21/11/2011
Une Belgique sans gouvernement
A l'occasion du nouvel échec des négociations gouvernementales, je republie ici un texte écrit pour le psectacle Mensuel, qui a tourné dans les salles, il y a plus de six mois de cela...
Le texte n'a pas vraiment pris une ride, bien au contraire.
Bonne lecture, et faites tourner autour de vous si vous en avez l'envie :-)
On dit que la Belgique n'a pas de gouvernement.
Les mauvaises langues prétendent que nous détenons le record, qu'aucun pays au monde n'a mis autant de temps pour se mettre d'accord, pas même l'Irak après la guerre.
Eh bien, c'est vrai, le record du Cambodge est bien dépassé.
En 2003, le Cambodge avait tenu 353 jours et finalement formé un gouvernement avec 207 ministres !
207 ministres... ça fait rêver.
Pourquoi pas dix millions de ministres, tant qu'on y est.
Ah non : 5 millions de ministres et 5 millions de chauffeurs, pour les conduire.
Un joli gouvernement... Enfin !
Ah mais non ! La Belgique n'est pas du tout sans gouvernement.
Bien au contraire ! On n'en a jamais eu autant
Pendant toute cette crise, nous avons encore 6 gouvernements en état de marche.
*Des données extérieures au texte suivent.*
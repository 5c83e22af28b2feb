//! Foreign-key graph between tables and restore dependency validation.

use std::collections::{BTreeMap, HashMap, HashSet};

use petgraph::graph::{DiGraph, NodeIndex};
use petgraph::visit::EdgeRef;
use petgraph::Direction;

use flightvault_core::models::{
    ChangeKind, DependencyViolation, ForeignKey, Record, RecordKey, RestorePlan, SchemaRegistry,
    Snapshot, ViolationDirection,
};

use crate::health::field_keys;

/// Tables as nodes, declared foreign keys as edges from the referencing
/// table to the referenced one.
#[derive(Debug, Clone, Default)]
pub struct DependencyGraph {
    graph: DiGraph<String, ForeignKey>,
    nodes: HashMap<String, NodeIndex>,
}

impl DependencyGraph {
    pub fn from_registry(registry: &SchemaRegistry) -> Self {
        let mut graph = Self::default();
        for schema in registry.iter() {
            graph.ensure_node(&schema.name);
        }
        for schema in registry.iter() {
            for fk in &schema.foreign_keys {
                let src = graph.ensure_node(&schema.name);
                let dst = graph.ensure_node(&fk.references_table);
                graph.graph.add_edge(src, dst, fk.clone());
            }
        }
        graph
    }

    fn ensure_node(&mut self, table: &str) -> NodeIndex {
        if let Some(&idx) = self.nodes.get(table) {
            return idx;
        }
        let idx = self.graph.add_node(table.to_string());
        self.nodes.insert(table.to_string(), idx);
        idx
    }

    pub fn contains(&self, table: &str) -> bool {
        self.nodes.contains_key(table)
    }

    /// Foreign keys declared on `table`.
    pub fn outbound(&self, table: &str) -> Vec<&ForeignKey> {
        let Some(&idx) = self.nodes.get(table) else {
            return Vec::new();
        };
        self.graph
            .edges_directed(idx, Direction::Outgoing)
            .map(|e| e.weight())
            .collect()
    }

    /// Foreign keys pointing at `table`, with the table declaring each.
    pub fn inbound(&self, table: &str) -> Vec<(&str, &ForeignKey)> {
        let Some(&idx) = self.nodes.get(table) else {
            return Vec::new();
        };
        self.graph
            .edges_directed(idx, Direction::Incoming)
            .map(|e| (self.graph[e.source()].as_str(), e.weight()))
            .collect()
    }

    /// Other tables `table` references or is referenced by.
    pub fn related_tables(&self, table: &str) -> Vec<String> {
        let mut related: Vec<String> = self
            .outbound(table)
            .into_iter()
            .map(|fk| fk.references_table.clone())
            .chain(self.inbound(table).into_iter().map(|(t, _)| t.to_string()))
            .filter(|t| t != table)
            .collect();
        related.sort();
        related.dedup();
        related
    }

    /// Tables ordered so referenced tables come before the tables that
    /// reference them. Members of a cycle are grouped together.
    pub fn restore_order(&self) -> Vec<String> {
        petgraph::algo::tarjan_scc(&self.graph)
            .into_iter()
            .flat_map(|scc| {
                let mut members: Vec<String> =
                    scc.iter().map(|idx| self.graph[*idx].clone()).collect();
                members.sort();
                members
            })
            .collect()
    }

    /// Groups of tables referencing each other in a loop, self-references
    /// included.
    pub fn cycles(&self) -> Vec<Vec<String>> {
        petgraph::algo::tarjan_scc(&self.graph)
            .into_iter()
            .filter(|scc| {
                scc.len() > 1 || self.graph.find_edge(scc[0], scc[0]).is_some()
            })
            .map(|scc| {
                let mut members: Vec<String> =
                    scc.iter().map(|idx| self.graph[*idx].clone()).collect();
                members.sort();
                members
            })
            .collect()
    }
}

/// State of tables related to the one being restored.
#[derive(Debug, Clone, Default)]
pub struct RelatedTables {
    current: HashMap<String, Snapshot>,
    at_target: HashMap<String, Snapshot>,
}

impl RelatedTables {
    pub fn new() -> Self {
        Self::default()
    }

    pub fn insert_current(&mut self, snapshot: Snapshot) {
        self.current.insert(snapshot.table().to_string(), snapshot);
    }

    pub fn insert_at_target(&mut self, snapshot: Snapshot) {
        self.at_target.insert(snapshot.table().to_string(), snapshot);
    }

    pub fn current(&self, table: &str) -> Option<&Snapshot> {
        self.current.get(table)
    }

    pub fn at_target(&self, table: &str) -> Option<&Snapshot> {
        self.at_target.get(table)
    }
}

/// Rows of the restored table after the plan's reverts.
pub(crate) fn project<'a>(current: &'a Snapshot, plan: &'a RestorePlan) -> BTreeMap<&'a RecordKey, &'a Record> {
    let mut rows: BTreeMap<&RecordKey, &Record> = current.iter().collect();
    for entry in plan.reverts() {
        match (entry.kind, entry.target.as_ref()) {
            (ChangeKind::Added, _) => {
                rows.remove(&entry.key);
            }
            (_, Some(target)) => {
                rows.insert(&entry.key, target);
            }
            (_, None) => {}
        }
    }
    rows
}

fn values_of<'a>(
    rows: impl Iterator<Item = (&'a RecordKey, &'a Record)>,
    field: &str,
    key_field: &str,
) -> HashSet<RecordKey> {
    rows.filter_map(|(key, record)| {
        if field == key_field {
            Some(key.clone())
        } else {
            record.value(field).to_key()
        }
    })
    .collect()
}

/// Check a plan against declared foreign keys.
///
/// Outbound: every reverted row's references must resolve in the referenced
/// table's current state, or in the plan's own rows for self-references.
/// Inbound: values the plan removes from a referenced field must not leave
/// referencing rows dangling that resolve today. Related tables without a
/// known state are not checked.
pub fn validate(
    plan: &RestorePlan,
    current: &Snapshot,
    graph: &DependencyGraph,
    related: &RelatedTables,
) -> Vec<DependencyViolation> {
    let table = plan.table.as_str();
    let key_field = plan.key_field.as_str();
    let projected = project(current, plan);
    let mut violations = Vec::new();

    for fk in graph.outbound(table) {
        let targets = if fk.references_table == table {
            values_of(projected.iter().map(|(k, r)| (*k, *r)), &fk.references_field, key_field)
        } else {
            match related.current(&fk.references_table) {
                Some(snapshot) => field_keys(snapshot, &fk.references_field),
                None => continue,
            }
        };

        for entry in plan.reverts() {
            let Some(record) = entry.target.as_ref() else {
                continue;
            };
            let Some(value) = record.value(&fk.field).to_key() else {
                continue;
            };
            if !targets.contains(&value) {
                violations.push(DependencyViolation {
                    direction: ViolationDirection::Outbound,
                    table: table.to_string(),
                    key: entry.key.clone(),
                    field: fk.field.clone(),
                    related_table: fk.references_table.clone(),
                    detail: format!(
                        "restored row references {}.{} = {value}, which does not exist",
                        fk.references_table, fk.references_field
                    ),
                });
            }
        }
    }

    for (referencing_table, fk) in graph.inbound(table) {
        let before = values_of(current.iter(), &fk.references_field, key_field);
        let after = values_of(projected.iter().map(|(k, r)| (*k, *r)), &fk.references_field, key_field);
        let removed: HashSet<&RecordKey> = before.difference(&after).collect();
        if removed.is_empty() {
            continue;
        }

        let referencing: Vec<(&RecordKey, &Record)> = if referencing_table == table {
            projected.iter().map(|(k, r)| (*k, *r)).collect()
        } else {
            match related.current(referencing_table) {
                Some(snapshot) => snapshot.iter().collect(),
                None => continue,
            }
        };

        for (key, record) in referencing {
            let Some(value) = record.value(&fk.field).to_key() else {
                continue;
            };
            if removed.contains(&value) {
                violations.push(DependencyViolation {
                    direction: ViolationDirection::Inbound,
                    table: referencing_table.to_string(),
                    key: key.clone(),
                    field: fk.field.clone(),
                    related_table: table.to_string(),
                    detail: format!(
                        "restore removes {table}.{} = {value}, which this row references",
                        fk.references_field
                    ),
                });
            }
        }
    }

    violations
}

#[cfg(test)]
mod tests {
    use super::*;
    use flightvault_core::models::SchemaDescriptor;

    fn registry() -> SchemaRegistry {
        SchemaRegistry::new([
            SchemaDescriptor::new("airports", "airport_id"),
            SchemaDescriptor::new("airlines", "airline_id"),
            SchemaDescriptor::new("routes", "route_id")
                .with_foreign_key("airline_id", "airlines", "airline_id")
                .with_foreign_key("source_airport_id", "airports", "airport_id"),
            SchemaDescriptor::new("employees", "id").with_foreign_key("manager_id", "employees", "id"),
        ])
    }

    #[test]
    fn edges_follow_declared_keys() {
        let graph = DependencyGraph::from_registry(&registry());
        assert_eq!(graph.outbound("routes").len(), 2);
        let inbound = graph.inbound("airports");
        assert_eq!(inbound.len(), 1);
        assert_eq!(inbound[0].0, "routes");
        assert_eq!(graph.related_tables("routes"), vec!["airlines", "airports"]);
        assert!(graph.related_tables("employees").is_empty());
    }

    #[test]
    fn referenced_tables_restore_first() {
        let graph = DependencyGraph::from_registry(&registry());
        let order = graph.restore_order();
        let pos = |t: &str| order.iter().position(|x| x == t).unwrap();
        assert!(pos("airports") < pos("routes"));
        assert!(pos("airlines") < pos("routes"));
    }

    #[test]
    fn self_reference_is_a_cycle() {
        let graph = DependencyGraph::from_registry(&registry());
        assert_eq!(graph.cycles(), vec![vec!["employees".to_string()]]);
    }
}
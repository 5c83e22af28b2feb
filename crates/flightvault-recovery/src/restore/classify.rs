//! Caller-supplied classification rules.

use chrono::{DateTime, Utc};
use regex::Regex;

use flightvault_core::errors::{FlightVaultError, FlightVaultResult};
use flightvault_core::models::{ChangeKind, ClassificationRule};

/// A rule with its field pattern compiled.
#[derive(Debug, Clone)]
pub struct CompiledRule {
    pub rule: ClassificationRule,
    pattern: Option<Regex>,
}

impl CompiledRule {
    pub fn compile(rule: &ClassificationRule) -> FlightVaultResult<Self> {
        let pattern = rule
            .field_pattern
            .as_deref()
            .map(Regex::new)
            .transpose()
            .map_err(|e| {
                FlightVaultError::ConfigError(format!(
                    "rule {}: invalid field pattern: {e}",
                    rule.name
                ))
            })?;
        Ok(Self {
            rule: rule.clone(),
            pattern,
        })
    }

    /// Every condition the rule sets must hold. A time bound never matches
    /// an unknown change time.
    pub fn matches(
        &self,
        kind: ChangeKind,
        changed_fields: &[String],
        changed_at: Option<DateTime<Utc>>,
    ) -> bool {
        if self.rule.kind.is_some_and(|k| k != kind) {
            return false;
        }
        if let Some(pattern) = &self.pattern {
            if !changed_fields.iter().any(|f| pattern.is_match(f)) {
                return false;
            }
        }
        let bounded = self.rule.changed_after.is_some() || self.rule.changed_before.is_some();
        if bounded {
            let Some(at) = changed_at else {
                return false;
            };
            if self.rule.changed_after.is_some_and(|after| at <= after) {
                return false;
            }
            if self.rule.changed_before.is_some_and(|before| at > before) {
                return false;
            }
        }
        true
    }
}

/// Rules in evaluation order; the first match wins.
#[derive(Debug, Clone, Default)]
pub struct RuleSet {
    rules: Vec<CompiledRule>,
}

impl RuleSet {
    pub fn compile(rules: &[ClassificationRule]) -> FlightVaultResult<Self> {
        Ok(Self {
            rules: rules
                .iter()
                .map(CompiledRule::compile)
                .collect::<FlightVaultResult<_>>()?,
        })
    }

    pub fn is_empty(&self) -> bool {
        self.rules.is_empty()
    }

    pub fn first_match(
        &self,
        kind: ChangeKind,
        changed_fields: &[String],
        changed_at: Option<DateTime<Utc>>,
    ) -> Option<&ClassificationRule> {
        self.rules
            .iter()
            .find(|r| r.matches(kind, changed_fields, changed_at))
            .map(|r| &r.rule)
    }
}

#[cfg(test)]
mod tests {
    use super::*;
    use chrono::{Duration, TimeZone};
    use flightvault_core::models::RuleAction;

    fn fields(names: &[&str]) -> Vec<String> {
        names.iter().map(|s| s.to_string()).collect()
    }

    #[test]
    fn first_matching_rule_wins() {
        let rules = RuleSet::compile(&[
            ClassificationRule::new("keep-prices", RuleAction::Keep).matching_fields("^price"),
            ClassificationRule::new("restore-modified", RuleAction::Restore)
                .for_kind(ChangeKind::Modified),
        ])
        .unwrap();

        let hit = rules
            .first_match(ChangeKind::Modified, &fields(&["price_eur"]), None)
            .unwrap();
        assert_eq!(hit.name, "keep-prices");

        let hit = rules
            .first_match(ChangeKind::Modified, &fields(&["name"]), None)
            .unwrap();
        assert_eq!(hit.name, "restore-modified");

        assert!(rules.first_match(ChangeKind::Added, &fields(&["name"]), None).is_none());
    }

    #[test]
    fn time_bounds_are_left_open() {
        let t = Utc.with_ymd_and_hms(2024, 5, 1, 12, 0, 0).unwrap();
        let rule = CompiledRule::compile(
            &ClassificationRule::new("window", RuleAction::Restore)
                .changed_between(t, t + Duration::minutes(5)),
        )
        .unwrap();
        assert!(!rule.matches(ChangeKind::Modified, &[], Some(t)));
        assert!(rule.matches(ChangeKind::Modified, &[], Some(t + Duration::minutes(5))));
        assert!(!rule.matches(ChangeKind::Modified, &[], None));
    }

    #[test]
    fn invalid_pattern_is_a_config_error() {
        let err = RuleSet::compile(&[
            ClassificationRule::new("broken", RuleAction::Keep).matching_fields("(")
        ])
        .unwrap_err();
        assert!(matches!(err, FlightVaultError::ConfigError(_)));
    }
}
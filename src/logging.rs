use eyre::{
    Context as _,
    Result,
};
use tracing_subscriber::{
    fmt,
    layer::SubscriberExt,
    util::SubscriberInitExt,
    EnvFilter,
    Layer,
};

/// Logs to stdout. `RUST_LOG` takes precedence over `verbose`.
pub fn init_logging(verbose: bool) -> Result<()> {
    let level = if verbose { "debug" } else { "info" };
    let filter = EnvFilter::try_from_default_env()
        .unwrap_or_else(|_| EnvFilter::new(format!("warn,unifi_scraper={level},unifi_scraper_config={level}")));

    tracing_subscriber::registry()
        .with(fmt::layer().with_filter(filter))
        .with(tracing_error::ErrorLayer::default())
        .try_init()
        .context("Failed to initialize tracing subscriber")
}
Gouvernement wallon, flamand, bruxellois, gouvernement de la Communauté germanophone, de la communauté flamande, de la Communauté française.
Pas de gouvernement en Belgique ? Qui a dit une bêtise pareille ?
Parce qu'en plus de ces six là, faudrait pas oublier les 10 provinces, les 589 communes, avec chacune leur petites tribunes, leurs élus et leurs chauffeurs. Et les budgets à dépenser.
Et aujourd'hui, on a aussi l'Europe, avec son Président qui est Belge, ses commissaires de tous les pays et ses lois qui pleuvent comme des retombées nucléaires.
Pas de gouvernement en Belgique ? Faut habiter très loin pour le penser !
Il n'y a juste plus de gouvernement fédéral.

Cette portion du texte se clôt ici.